Peak 3650+ and Peak 3320, Eastern Kigluait

          SUMMARY:  a short account, mostly peemark, of two "three-thousanders" in the Eastern Kigs this year:  Peak 3320, a lumpen mass of quartzite located at the easternmost corner of the gigantic frown shaped by the entire Kigluaik Range as a whole—  so call the peak "Iqiq," meaning "Corner of the Mouth"— done earlier this year during Iditarod week 2013.  Then, two weekends ago this Fall, Peak 3650+ in the same general area, the high point of an interesting series of ridges above Big Creek Creek forming the northern rim of Crater Creek—  call it "Aqalgiqpaq Peak" (Big Grouse) as the high point lies between these two drainages (and because I hold to a curious little rule that names should be inupiaq in Qaweraq country)
(because inupiaq is the language the land speaks)
(these are just my own personal little pet names, but I think each one fits the character of the eponymous mountain).
            Mere peak baggery reported here, only a trifle of "fell walking," definitely not the North Face of North Twin .  I am becometh a peak bagger, a hobbyist, a silly birdwatcher.  FYI, both peaks make great day hikes from the Kougarak Road.  There is a niggly little rule of Kig that says you have to keep going until you've reached the very most apical point of a mountain, whether it be a fine tor or a bump on the ridge, so be sure to keep going until you are the highest thing around.
(above) Looking west from summit of Pk. 3650+.  Crater Creek runs southwest toward Mt. Osborn on horizon   The best rock route in the Kigs is visible on the Third Tog  near the cener of the photo.  Kayuqtuq, or Peak 3850+, otherwise known as Tog 7, looms just to the left of Osborn.  I once had a theory that Kayuqtuq was the second highest peak in the Kigs, but this myth was debunked.  In this picture, you can barely make out the tip of Peak 3922, a Grand Central hill, poking out over the top of Kayuqtuq.   Kayuqtuq has been down-sized accordingly, though the contour lines be vague.
(above)  Peemark map of peaks in the Eastern Kigluaiks. All the places I have lightly scented with my spray, in order to make a small statement to gratify my ego.

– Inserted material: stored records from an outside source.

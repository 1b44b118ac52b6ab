//! Matching pipeline: taxonomy, extraction, classification, scoring

pub mod analyzer;
pub mod document;
pub mod experience;
pub mod extractor;
pub mod importance;
pub mod requirements;
pub mod scoring;
pub mod similarity;
pub mod suggestions;
pub mod taxonomy;
pub mod text_processor;
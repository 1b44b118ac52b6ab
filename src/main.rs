//! career-mirror: profile to job-description matching from the command line

use career_mirror::cli::{self, Cli, Commands, ConfigAction, SkillsAction};
use career_mirror::config::{Config, OutputFormat};
use career_mirror::error::{CareerMirrorError, Result};
use career_mirror::input::manager::InputManager;
use career_mirror::output::formatter::{save_report_to_file, suggest_filename, ReportGenerator};
use career_mirror::processing::analyzer::AnalysisEngine;
use career_mirror::processing::document::MatchRecord;
use clap::Parser;
use indicatif::{ProgressBar, ProgressStyle};
use log::{error, info};
use std::path::{Path, PathBuf};
use std::process;

const DOCUMENT_EXTENSIONS: &[&str] = &["pdf", "txt", "md", "markdown"];

#[tokio::main]
async fn main() {
    let cli = Cli::parse();

    let log_level = if cli.verbose { "debug" } else { "info" };
    env_logger::Builder::from_env(env_logger::Env::default().default_filter_or(log_level)).init();

    let config = match load_config(cli.config.as_deref()) {
        Ok(config) => config,
        Err(e) => {
            error!("Failed to load configuration: {}", e);
            process::exit(1);
        }
    };

    if let Err(e) = run_command(cli, config).await {
        error!("Command failed: {}", e);
        process::exit(1);
    }
}

fn load_config(path: Option<&Path>) -> Result<Config> {
    match path {
        Some(path) => Config::load_from(path),
        None => Config::load(),
    }
}

/// Global flags layered over the configured output settings.
struct OutputOptions {
    format: OutputFormat,
    destination: Option<PathBuf>,
    generator: ReportGenerator,
}

impl OutputOptions {
    fn from_cli(cli: &Cli, config: &Config) -> Result<Self> {
        let format = match &cli.format {
            Some(format) => cli::parse_output_format(format).map_err(CareerMirrorError::InvalidInput)?,
            None => config.output.format,
        };
        let use_colors = config.output.color_output && !cli.no_color && cli.output.is_none();
        let detailed = cli.detailed || config.output.detailed;

        Ok(Self {
            format,
            destination: cli.output.clone(),
            generator: ReportGenerator::with_options(use_colors, detailed, true, true),
        })
    }

    fn emit(&self, content: &str, base_name: &str) -> Result<()> {
        match &self.destination {
            Some(path) => {
                let path = if path.is_dir() {
                    path.join(suggest_filename(self.format, base_name, true))
                } else {
                    path.clone()
                };
                save_report_to_file(content, &path)?;
                println!("💾 Saved to {}", path.display());
            }
            None => println!("{}", content),
        }
        Ok(())
    }
}

fn check_document(path: &Path, what: &str) -> Result<()> {
    cli::validate_file_extension(path, DOCUMENT_EXTENSIONS)
        .map_err(|e| CareerMirrorError::InvalidInput(format!("{} file: {}", what, e)))
}

async fn run_command(cli: Cli, config: Config) -> Result<()> {
    let output = OutputOptions::from_cli(&cli, &config)?;

    match cli.command {
        Commands::Match { profile, job, skills } => {
            check_document(&profile, "Profile")?;
            check_document(&job, "Job description")?;

            let engine = AnalysisEngine::new(&config)?;
            let mut input_manager = InputManager::new();
            let profile_input = input_manager.load_profile(&profile, skills).await?;
            let job_input = input_manager.load_job(&job).await?;

            info!("Matching {} against {}", profile.display(), job.display());
            let analysis = engine.analyze(&profile_input, &job_input);

            let content = output.generator.generate_match(&analysis, output.format)?;
            output.emit(&content, &job_input.id)?;
        }

        Commands::Batch {
            profile,
            jobs,
            skills,
            history,
        } => {
            check_document(&profile, "Profile")?;

            let engine = AnalysisEngine::new(&config)?;
            let mut input_manager = InputManager::new();
            let profile_input = input_manager.load_profile(&profile, skills).await?;
            let job_inputs = input_manager.load_jobs(&jobs).await?;

            let progress = ProgressBar::new(job_inputs.len() as u64);
            progress.set_style(
                ProgressStyle::with_template("{spinner} [{bar:40}] {pos}/{len} jobs ({elapsed})")
                    .unwrap_or_else(|_| ProgressStyle::default_bar())
                    .progress_chars("=> "),
            );

            let analyses = engine
                .analyze_batch_with_progress(&profile_input, &job_inputs, |done| {
                    progress.set_position(done as u64)
                })
                .await;
            progress.finish_and_clear();

            if let Some(history_path) = history {
                let now = chrono::Utc::now();
                let records: Vec<MatchRecord> = analyses
                    .iter()
                    .zip(&job_inputs)
                    .map(|(analysis, job)| MatchRecord {
                        job_id: job.id.clone(),
                        job_text: job.text.clone(),
                        result: analysis.result.clone(),
                        created_at: now,
                    })
                    .collect();
                save_report_to_file(&serde_json::to_string_pretty(&records)?, &history_path)?;
                info!("Wrote {} match records to {}", records.len(), history_path.display());
            }

            let content = output.generator.generate_batch(&analyses, output.format)?;
            output.emit(&content, &profile_input.id)?;
        }

        Commands::Report { history, profile_id } => {
            let engine = AnalysisEngine::new(&config)?;
            let records = InputManager::new().load_history(&history).await?;
            let report = engine.build_report(&profile_id, &records);

            let content = output.generator.generate_profile_report(&report, output.format)?;
            output.emit(&content, &profile_id)?;
        }

        Commands::Skills { action } => {
            let engine = AnalysisEngine::new(&config)?;
            match action {
                SkillsAction::Extract { file } => {
                    check_document(&file, "Input")?;
                    let text = InputManager::new().extract_text(&file).await?;
                    let skills = engine.extractor().extract_best(&text);

                    if output.format == OutputFormat::Json {
                        output.emit(&serde_json::to_string_pretty(&skills)?, "skills")?;
                    } else {
                        println!("🔍 {} skills found in {}\n", skills.len(), file.display());
                        for skill in &skills {
                            let category = engine.taxonomy().category_of(&skill.skill);
                            println!("  • {} ({}, confidence {:.2})", skill.skill, category, skill.confidence);
                        }
                    }
                }
                SkillsAction::Normalize { names } => {
                    for name in &names {
                        let (canonical, confidence) = engine.taxonomy().normalize(name);
                        if engine.taxonomy().contains(&canonical) {
                            println!("{} → {} ({:.2})", name, canonical, confidence);
                        } else {
                            println!("{} → {} (unknown skill)", name, canonical);
                            let hints = engine.taxonomy().similar_skills(name, 3);
                            if !hints.is_empty() {
                                let names: Vec<&str> = hints.iter().map(|(s, _)| s.as_str()).collect();
                                println!("   did you mean: {}?", names.join(", "));
                            }
                        }
                    }
                }
                SkillsAction::Classify { file } => {
                    check_document(&file, "Job description")?;
                    let text = InputManager::new().extract_text(&file).await?;
                    let requirements = engine.classify(&text);

                    if output.format == OutputFormat::Json {
                        output.emit(&serde_json::to_string_pretty(&requirements)?, "requirements")?;
                    } else {
                        println!("📋 Requirements in {}\n", file.display());
                        println!("  Must have:    {}", requirements.must_have.join(", "));
                        println!("  Nice to have: {}", requirements.nice_to_have.join(", "));
                        println!("  Bonus:        {}", requirements.bonus.join(", "));
                    }
                }
            }
        }

        Commands::Config { action } => match action {
            Some(ConfigAction::Show) | None => {
                let content = toml::to_string_pretty(&config).map_err(|e| {
                    CareerMirrorError::Configuration(format!("Failed to serialize config: {}", e))
                })?;
                println!("⚙️  Current Configuration\n");
                println!("{}", content);
            }
            Some(ConfigAction::Reset) => {
                println!("🔄 Resetting configuration to defaults...");
                Config::default().save()?;
                println!("✅ Configuration reset successfully!");
            }
            Some(ConfigAction::Path) => {
                println!("{}", Config::config_path().display());
            }
        },
    }

    Ok(())
}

(above) Peak 3320 ("Iqiq," "Corner of the mouth"), left peaklet in the back, taken from Peak 3650+,  looking east toward the Bendeleebens.  Peak 3320 is the easternmost three-thousander of the range.  During Iditarod, of course, it was swathed in hard-shell marshmallow sauce, but I carried no camera that day, so this Fall picture several months later will have to suffice.  This pictured is showing a big chunk of quartzite, (according to the Amato/Miller Geological Map.)

      PEAK 3320 ("Iqiq"):   The WEIGHT!  Felt it immediately upon arrival at Earp's cabin at Salmon Lake.  The WEIGHT is different than the GLUE.  Whereas the GLUE is a steady pull back towards town, the WEIGHT is a kind of dread bearing down on the shoulders— dread over being alone in the naked north in Winter on a single snow-machine, out where the population is zero for many square miles in all directions.    
      The whooping and barking of the Iditarod over the tiny radio at Earp's cabin only accentuated the WEIGHT.  Deep silence drilled into my sub-awareness.  My "technical chicken out of Iditarod 2013" occurred right then and there in the no-heat cabin.  Disguising cowardice and lack of will as something approaching good, common sense, I decided I'd better not attempt anything too ambitious that trip.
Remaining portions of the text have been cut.